### DATA RECORDS
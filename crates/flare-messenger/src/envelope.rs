//! Message envelopes and stamps.
//!
//! An [`Envelope`] carries one message together with the stamps middleware
//! attached on the way to the worker. Stamps are open-ended: any type
//! implementing [`Stamp`] can ride along, and consumers recover concrete
//! stamps by type with [`Envelope::last`].

use std::any::{Any, type_name};
use std::fmt;

/// Metadata attached to an envelope by dispatch or transport middleware.
///
/// The [`Any`] supertrait lets consumers recover concrete stamp types from
/// the type-erased collection on the envelope.
pub trait Stamp: Any + Send + Sync + fmt::Debug {}

/// Names the bus a message was dispatched through.
#[derive(Debug, Clone)]
pub struct BusNameStamp {
    bus_name: String,
}

impl BusNameStamp {
    /// Creates a stamp carrying the given bus name.
    pub fn new(bus_name: impl Into<String>) -> Self {
        Self {
            bus_name: bus_name.into(),
        }
    }

    /// The bus name.
    pub fn bus_name(&self) -> &str {
        &self.bus_name
    }
}

impl Stamp for BusNameStamp {}

/// A message wrapped with its stamps.
pub struct Envelope {
    message_type: &'static str,
    message: Box<dyn Any + Send + Sync>,
    stamps: Vec<Box<dyn Stamp>>,
}

impl Envelope {
    /// Wraps a message in a new envelope with no stamps.
    pub fn new<M: Send + Sync + 'static>(message: M) -> Self {
        Self {
            message_type: type_name::<M>(),
            message: Box::new(message),
            stamps: Vec::new(),
        }
    }

    /// Attaches a stamp, keeping any stamps of the same type already present.
    #[must_use]
    pub fn with_stamp<S: Stamp>(mut self, stamp: S) -> Self {
        self.stamps.push(Box::new(stamp));
        self
    }

    /// The fully qualified type name of the wrapped message.
    pub fn message_type(&self) -> &'static str {
        self.message_type
    }

    /// The message type name without its module path or generic arguments.
    pub fn short_message_type(&self) -> &'static str {
        short_type_name(self.message_type)
    }

    /// The wrapped message, if it is of type `M`.
    pub fn message<M: Send + Sync + 'static>(&self) -> Option<&M> {
        self.message.downcast_ref::<M>()
    }

    /// The most recently attached stamp of type `S`, if any.
    pub fn last<S: Stamp>(&self) -> Option<&S> {
        self.stamps.iter().rev().find_map(|stamp| {
            let stamp: &dyn Any = &**stamp;
            stamp.downcast_ref::<S>()
        })
    }
}

impl fmt::Debug for Envelope {
    fn fmt(&self, f: &mut fmt::Formatter<'_>) -> fmt::Result {
        f.debug_struct("Envelope")
            .field("message_type", &self.message_type)
            .field("stamps", &self.stamps)
            .finish_non_exhaustive()
    }
}

/// Strips the module path and generic arguments from a type name.
pub fn short_type_name(full: &str) -> &str {
    let base = full.split('<').next().unwrap_or(full);
    match base.rfind("::") {
        Some(index) => &base[index + 2..],
        None => base,
    }
}
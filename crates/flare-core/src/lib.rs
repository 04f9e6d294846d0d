//! Core tracing and error-reporting model shared by the flare crates.
//!
//! This crate provides the span/transaction hierarchy, the scope stack, and
//! the [`Hub`] that ties them to a host-supplied [`ReportingClient`]. The
//! instrumentation crates (`flare-messenger`, `flare-http`) drive these
//! primitives; nothing here talks to a network.
//!
//! # Example
//!
//! ```
//! use flare_core::hub::Hub;
//! use flare_core::span::TransactionContext;
//!
//! let hub = Hub::without_client();
//! let transaction =
//!     hub.start_transaction(TransactionContext::new("OrderPlaced", "messenger.handle"));
//! hub.set_span(Some(transaction.clone()));
//!
//! transaction.set_tag("messenger.receiver_name", "async");
//! transaction.finish();
//! assert!(transaction.is_finished());
//! ```

#![forbid(unsafe_code)]
#![warn(missing_docs)]

pub mod client;
pub mod config;
pub mod event;
pub mod hub;
pub mod scope;
pub mod span;
#[cfg(any(test, feature = "testing"))]
pub mod test_support;

pub use client::ReportingClient;
pub use config::{Config, ConfigBuilder, HttpConfig, MessengerConfig, ReportingConfig};
pub use event::{Breadcrumb, Event, EventId, Level};
pub use hub::Hub;
pub use scope::{Scope, ScopeGuard};
pub use span::{Span, SpanContext, SpanId, TransactionContext};
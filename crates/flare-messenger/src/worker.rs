//! The worker listener bridging lifecycle events to the hub.

use crate::event::{FailedEvent, HandledEvent, LifecycleEvent, ReceivedEvent};
use crate::memory;
use crate::tags::envelope_tags;
use flare_core::{Breadcrumb, Hub, MessengerConfig, SpanContext, TransactionContext};
use std::sync::Arc;

/// Operation tag recorded on message-handling spans.
pub const HANDLE_OPERATION: &str = "messenger.handle";

const BREADCRUMB_CATEGORY: &str = "rust";

/// Turns worker lifecycle events into spans, breadcrumbs, and captures.
///
/// One listener serves one worker. Each received envelope opens a span that
/// is made current on the hub; the matching handled or failed event finishes
/// it and restores the previous current span.
pub struct WorkerListener {
    hub: Arc<Hub>,
    capture_soft_fails: bool,
}

impl WorkerListener {
    /// Creates a listener reporting to `hub`.
    pub fn new(hub: Arc<Hub>, config: MessengerConfig) -> Self {
        Self {
            hub,
            capture_soft_fails: config.capture_soft_fails,
        }
    }

    /// Creates a listener with default messenger configuration.
    pub fn with_defaults(hub: Arc<Hub>) -> Self {
        Self::new(hub, MessengerConfig::default())
    }

    /// Dispatches one lifecycle event to the matching handler.
    pub fn handle(&self, event: &LifecycleEvent) {
        match event {
            LifecycleEvent::Received(event) => self.on_received(event),
            LifecycleEvent::Handled(event) => self.on_handled(event),
            LifecycleEvent::Failed(event) => self.on_failed(event),
        }
    }

    /// Opens a span for the received envelope and makes it current.
    ///
    /// Without a current span this starts a transaction named after the short
    /// message type. Beneath an existing span it starts a child instead,
    /// described by the fully qualified message type.
    pub fn on_received(&self, event: &ReceivedEvent) {
        let span = match self.hub.span() {
            None => self.hub.start_transaction(TransactionContext::new(
                event.envelope.short_message_type(),
                HANDLE_OPERATION,
            )),
            Some(current) => current.start_child(
                SpanContext::new(HANDLE_OPERATION)
                    .with_description(format!("Message: {}", event.envelope.message_type())),
            ),
        };
        span.set_tags(envelope_tags(&event.envelope, &event.receiver_name));
        self.hub.set_span(Some(span));
    }

    /// Records a success breadcrumb and finishes the current span.
    pub fn on_handled(&self, event: &HandledEvent) {
        tracing::debug!(
            message_type = event.envelope.message_type(),
            receiver = %event.receiver_name,
            "message handled"
        );
        self.hub.add_breadcrumb(handled_breadcrumb());
        self.finish_current_span();
    }

    /// Captures the failure and finishes the current span.
    ///
    /// Failures of envelopes the transport will redeliver are not captured
    /// unless `capture_soft_fails` is enabled. The span finishes either way,
    /// so a suppressed failure never leaks a current span.
    pub fn on_failed(&self, event: &FailedEvent) {
        if self.capture_soft_fails || !event.will_retry {
            self.capture(event);
            self.hub.flush();
        } else {
            tracing::debug!(
                message_type = event.envelope.message_type(),
                receiver = %event.receiver_name,
                "failure will be retried, capture skipped"
            );
        }
        self.finish_current_span();
    }

    fn capture(&self, event: &FailedEvent) {
        self.hub.with_scope(
            |scope| {
                for (key, value) in envelope_tags(&event.envelope, &event.receiver_name) {
                    scope.set_tag(key, value);
                }
            },
            || {
                for cause in event.failure.causes() {
                    self.hub.capture_error(cause);
                }
            },
        );
    }

    fn finish_current_span(&self) {
        if let Some(span) = self.hub.span() {
            span.finish();
            self.hub.set_span(span.parent());
        }
    }
}

fn handled_breadcrumb() -> Breadcrumb {
    let mut breadcrumb = Breadcrumb::new(BREADCRUMB_CATEGORY);
    if let Some(usage) = memory::sample() {
        breadcrumb = breadcrumb
            .with_data("memory_current_bytes", usage.current_bytes)
            .with_data("memory_peak_bytes", usage.peak_bytes);
    }
    breadcrumb
}
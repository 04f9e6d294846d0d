//! Contract between the hub and the host's reporting backend.

use crate::event::Event;
use std::time::Duration;

/// Sink for captured events.
///
/// Implementations own transport, buffering, and retry. The hub only hands
/// events over and asks for synchronous flushes; delivery failures stay
/// internal to the implementation and are never surfaced through the hub.
pub trait ReportingClient: Send + Sync {
    /// Accepts one captured event for delivery.
    fn capture_event(&self, event: Event);

    /// Blocks until buffered events are delivered or `timeout` elapses.
    ///
    /// `None` means wait without a deadline. Returns `true` when the buffer
    /// drained in time.
    fn flush(&self, timeout: Option<Duration>) -> bool;
}
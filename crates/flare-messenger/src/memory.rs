//! Process memory figures attached to handled-message breadcrumbs.

/// Resident memory usage of the current process.
#[derive(Debug, Clone, Copy, PartialEq, Eq)]
pub struct MemoryUsage {
    /// Current resident set size in bytes.
    pub current_bytes: u64,
    /// Peak resident set size in bytes.
    pub peak_bytes: u64,
}

/// Samples the process's resident memory.
///
/// Returns `None` on platforms without a readable `/proc/self/status`.
pub fn sample() -> Option<MemoryUsage> {
    imp::sample()
}

#[cfg(target_os = "linux")]
mod imp {
    use super::MemoryUsage;
    use std::fs;

    pub fn sample() -> Option<MemoryUsage> {
        let status = fs::read_to_string("/proc/self/status").ok()?;
        parse_status(&status)
    }

    pub(super) fn parse_status(status: &str) -> Option<MemoryUsage> {
        let mut current = None;
        let mut peak = None;
        for line in status.lines() {
            if let Some(rest) = line.strip_prefix("VmRSS:") {
                current = parse_kib(rest);
            } else if let Some(rest) = line.strip_prefix("VmHWM:") {
                peak = parse_kib(rest);
            }
        }
        Some(MemoryUsage {
            current_bytes: current?,
            peak_bytes: peak?,
        })
    }

    fn parse_kib(value: &str) -> Option<u64> {
        let kib: u64 = value.trim().trim_end_matches("kB").trim().parse().ok()?;
        Some(kib * 1024)
    }
}

#[cfg(not(target_os = "linux"))]
mod imp {
    use super::MemoryUsage;

    pub fn sample() -> Option<MemoryUsage> {
        None
    }
}
//! Tag keys recorded on spans and capture scopes for message handling.

use crate::envelope::{BusNameStamp, Envelope};

/// Tag key for the receiver an envelope came in through.
pub const RECEIVER_NAME: &str = "messenger.receiver_name";

/// Tag key for the fully qualified message type.
pub const MESSAGE_CLASS: &str = "messenger.message_class";

/// Tag key for the bus a message was dispatched through.
pub const MESSAGE_BUS: &str = "messenger.message_bus";

/// Builds the tag set describing an envelope.
///
/// Receiver and message class are always present; the bus tag is added only
/// when the envelope carries a [`BusNameStamp`].
pub fn envelope_tags(envelope: &Envelope, receiver_name: &str) -> Vec<(&'static str, String)> {
    let mut tags = vec![
        (RECEIVER_NAME, receiver_name.to_owned()),
        (MESSAGE_CLASS, envelope.message_type().to_owned()),
    ];
    if let Some(stamp) = envelope.last::<BusNameStamp>() {
        tags.push((MESSAGE_BUS, stamp.bus_name().to_owned()));
    }
    tags
}
//! Runs two messages through the listener and prints what was captured.

use flare_core::Hub;
use flare_core::test_support::RecordingClient;
use flare_messenger::{
    BusNameStamp, Envelope, FailedEvent, HandledEvent, LifecycleEvent, ReceivedEvent,
    WorkerListener,
};
use std::sync::Arc;

#[derive(Debug, thiserror::Error)]
#[error("payment gateway rejected the card")]
struct BrokenHandler;

struct OrderPlaced;
struct OrderCancelled;

fn main() {
    let client = Arc::new(RecordingClient::new());
    let hub = Arc::new(Hub::new(client.clone()));
    let listener = WorkerListener::with_defaults(hub.clone());

    listener.handle(&LifecycleEvent::Received(ReceivedEvent {
        envelope: Envelope::new(OrderPlaced).with_stamp(BusNameStamp::new("commands")),
        receiver_name: "async".to_string(),
    }));
    listener.handle(&LifecycleEvent::Handled(HandledEvent {
        envelope: Envelope::new(OrderPlaced),
        receiver_name: "async".to_string(),
    }));

    listener.handle(&LifecycleEvent::Received(ReceivedEvent {
        envelope: Envelope::new(OrderCancelled),
        receiver_name: "async".to_string(),
    }));
    listener.handle(&LifecycleEvent::Failed(FailedEvent {
        envelope: Envelope::new(OrderCancelled),
        receiver_name: "async".to_string(),
        failure: BrokenHandler.into(),
        will_retry: false,
    }));

    for event in client.events() {
        println!("captured {}: {}", event.id, event.message);
        for (key, value) in &event.tags {
            println!("  {key} = {value}");
        }
    }
}
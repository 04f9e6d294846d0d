//! Message lifecycle instrumentation.
//!
//! [`WorkerListener`] turns the lifecycle events of a message worker into
//! spans, breadcrumbs, and captured failures on a [`flare_core::Hub`]:
//!
//! ```
//! use flare_core::Hub;
//! use flare_messenger::{Envelope, LifecycleEvent, ReceivedEvent, WorkerListener};
//! use std::sync::Arc;
//!
//! struct OrderPlaced;
//!
//! let hub = Arc::new(Hub::without_client());
//! let listener = WorkerListener::with_defaults(hub.clone());
//!
//! listener.handle(&LifecycleEvent::Received(ReceivedEvent {
//!     envelope: Envelope::new(OrderPlaced),
//!     receiver_name: "async".to_string(),
//! }));
//!
//! assert!(hub.span().is_some());
//! ```

#![forbid(unsafe_code)]
#![warn(missing_docs)]

pub mod envelope;
pub mod event;
pub mod memory;
pub mod tags;
pub mod worker;

pub use envelope::{BusNameStamp, Envelope, Stamp};
pub use event::{
    BoxError, FailedEvent, HandledEvent, HandlerFailure, LifecycleEvent, ReceivedEvent,
};
pub use worker::{HANDLE_OPERATION, WorkerListener};
//! Test doubles for the reporting client.
//!
//! Available to dependent crates through the `testing` feature.

use crate::client::ReportingClient;
use crate::event::Event;
use parking_lot::Mutex;
use std::sync::atomic::{AtomicBool, Ordering};
use std::time::Duration;

/// A [`ReportingClient`] that records captured events and flushes in memory.
#[derive(Debug, Default)]
pub struct RecordingClient {
    events: Mutex<Vec<Event>>,
    flush_calls: Mutex<Vec<Option<Duration>>>,
    flush_failure: AtomicBool,
}

impl RecordingClient {
    /// Creates a new recording client.
    pub fn new() -> Self {
        Self::default()
    }

    /// Makes all subsequent [`flush`](ReportingClient::flush) calls report failure.
    pub fn fail_flushes(&self) {
        self.flush_failure.store(true, Ordering::SeqCst);
    }

    /// Returns a copy of every event captured so far, in capture order.
    pub fn events(&self) -> Vec<Event> {
        self.events.lock().clone()
    }

    /// Returns how many events have been captured.
    pub fn event_count(&self) -> usize {
        self.events.lock().len()
    }

    /// Returns how many times [`flush`](ReportingClient::flush) was called.
    pub fn flush_count(&self) -> usize {
        self.flush_calls.lock().len()
    }

    /// Returns the timeout passed to each flush call, in call order.
    pub fn flush_timeouts(&self) -> Vec<Option<Duration>> {
        self.flush_calls.lock().clone()
    }
}

impl ReportingClient for RecordingClient {
    fn capture_event(&self, event: Event) {
        self.events.lock().push(event);
    }

    fn flush(&self, timeout: Option<Duration>) -> bool {
        self.flush_calls.lock().push(timeout);
        !self.flush_failure.load(Ordering::SeqCst)
    }
}
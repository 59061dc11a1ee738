//! Error types for the Warden subsystem.

use serde::Serialize;
use thiserror::Error;

#[derive(Debug, Error)]
pub enum WardenError {
    #[error("authentication from this origin is blocked")]
    OriginBlocked,

    #[error("invalid credentials")]
    InvalidCredentials,

    #[error("forbidden: {reason}")]
    Forbidden { reason: String },

    #[error("target not found: {id}")]
    TargetNotFound { id: String },

    #[error("origin already blocked: {ip}")]
    DuplicateOrigin { ip: String },

    #[error("storage unavailable: {0}")]
    StorageUnavailable(String),

    #[error("validation error: {message}")]
    Validation { message: String },

    #[error("unauthenticated: {reason}")]
    Unauthenticated { reason: String },

    #[error("entity not found: {entity} with id {id}")]
    NotFound { entity: String, id: String },

    #[error("internal error: {0}")]
    Internal(String),
}

pub type WardenResult<T> = Result<T, WardenError>;

impl WardenError {
    pub fn forbidden(reason: impl Into<String>) -> Self {
        Self::Forbidden {
            reason: reason.into(),
        }
    }

    pub fn validation(message: impl Into<String>) -> Self {
        Self::Validation {
            message: message.into(),
        }
    }

    pub fn unauthenticated(reason: impl Into<String>) -> Self {
        Self::Unauthenticated {
            reason: reason.into(),
        }
    }

    /// Stable machine-readable reason code.
    pub fn code(&self) -> &'static str {
        match self {
            Self::OriginBlocked => "origin_blocked",
            Self::InvalidCredentials => "invalid_credentials",
            Self::Forbidden { .. } => "forbidden",
            Self::TargetNotFound { .. } => "target_not_found",
            Self::DuplicateOrigin { .. } => "duplicate_origin",
            Self::StorageUnavailable(_) => "storage_unavailable",
            Self::Validation { .. } => "validation_error",
            Self::Unauthenticated { .. } => "unauthenticated",
            Self::NotFound { .. } => "not_found",
            Self::Internal(_) => "internal_error",
        }
    }

    /// Caller-facing view of this error.
    ///
    /// Storage and internal details stay in the server logs; the caller
    /// only sees the reason code and a fixed message for those.
    pub fn rejection(&self) -> Rejection {
        let message = match self {
            Self::StorageUnavailable(_) => "storage temporarily unavailable".to_string(),
            Self::Internal(_) => "internal error".to_string(),
            Self::Unauthenticated { .. } => "authentication required".to_string(),
            other => other.to_string(),
        };
        Rejection {
            code: self.code(),
            message,
        }
    }

    pub fn is_storage_unavailable(&self) -> bool {
        matches!(self, Self::StorageUnavailable(_))
    }
}

/// Machine-readable rejection reported to callers.
#[derive(Debug, Clone, PartialEq, Eq, Serialize)]
pub struct Rejection {
    pub code: &'static str,
    pub message: String,
}

#[cfg(test)]
mod tests {
    use super::*;

    #[test]
    fn storage_detail_is_not_exposed() {
        let err = WardenError::StorageUnavailable("connection reset by 10.0.0.7:8000".into());
        let rejection = err.rejection();
        assert_eq!(rejection.code, "storage_unavailable");
        assert!(!rejection.message.contains("10.0.0.7"));
    }

    #[test]
    fn codes_are_stable() {
        assert_eq!(WardenError::OriginBlocked.code(), "origin_blocked");
        assert_eq!(WardenError::InvalidCredentials.code(), "invalid_credentials");
        assert_eq!(WardenError::forbidden("x").code(), "forbidden");
        assert_eq!(
            WardenError::DuplicateOrigin { ip: "1.2.3.4".into() }.code(),
            "duplicate_origin"
        );
        assert_eq!(WardenError::validation("x").code(), "validation_error");
    }

    #[test]
    fn invalid_credentials_message_is_generic() {
        let rejection = WardenError::InvalidCredentials.rejection();
        assert_eq!(rejection.message, "invalid credentials");
    }
}
//! HTTP mapping for [`WardenError`].

use axum::Json;
use axum::http::StatusCode;
use axum::response::{IntoResponse, Response};
use tracing::error;
use warden_core::error::WardenError;

/// Handler error: a [`WardenError`] rendered as a status code and a
/// `{code, message}` body.
#[derive(Debug)]
pub struct ApiError(pub WardenError);

impl From<WardenError> for ApiError {
    fn from(err: WardenError) -> Self {
        Self(err)
    }
}

pub fn status_for(err: &WardenError) -> StatusCode {
    match err {
        WardenError::Validation { .. } => StatusCode::BAD_REQUEST,
        WardenError::InvalidCredentials | WardenError::Unauthenticated { .. } => {
            StatusCode::UNAUTHORIZED
        }
        WardenError::Forbidden { .. } | WardenError::OriginBlocked => StatusCode::FORBIDDEN,
        WardenError::NotFound { .. } | WardenError::TargetNotFound { .. } => StatusCode::NOT_FOUND,
        WardenError::DuplicateOrigin { .. } => StatusCode::CONFLICT,
        WardenError::StorageUnavailable(_) => StatusCode::SERVICE_UNAVAILABLE,
        WardenError::Internal(_) => StatusCode::INTERNAL_SERVER_ERROR,
    }
}

impl IntoResponse for ApiError {
    fn into_response(self) -> Response {
        let status = status_for(&self.0);
        if status.is_server_error() {
            error!(code = self.0.code(), error = %self.0, "Request failed");
        }
        (status, Json(self.0.rejection())).into_response()
    }
}

#[cfg(test)]
mod tests {
    use super::*;

    #[test]
    fn statuses_follow_error_kind() {
        let cases = [
            (WardenError::validation("bad"), 400),
            (WardenError::InvalidCredentials, 401),
            (WardenError::unauthenticated("expired"), 401),
            (WardenError::OriginBlocked, 403),
            (WardenError::forbidden("moderator"), 403),
            (WardenError::TargetNotFound { id: "t".into() }, 404),
            (WardenError::DuplicateOrigin { ip: "203.0.113.5".into() }, 409),
            (WardenError::StorageUnavailable("timeout".into()), 503),
            (WardenError::Internal("corrupt".into()), 500),
        ];
        for (err, status) in cases {
            assert_eq!(status_for(&err).as_u16(), status, "{err}");
        }
    }

    #[test]
    fn server_errors_hide_detail() {
        let response = ApiError(WardenError::StorageUnavailable("ws://db:8000 refused".into()))
            .into_response();
        assert_eq!(response.status(), StatusCode::SERVICE_UNAVAILABLE);
    }
}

### WHAT NEEDS TO BE DONE
Tally the lines in the records that contain the word "spans"; the answer is that number and nothing more.

### RESPONSE BOX
4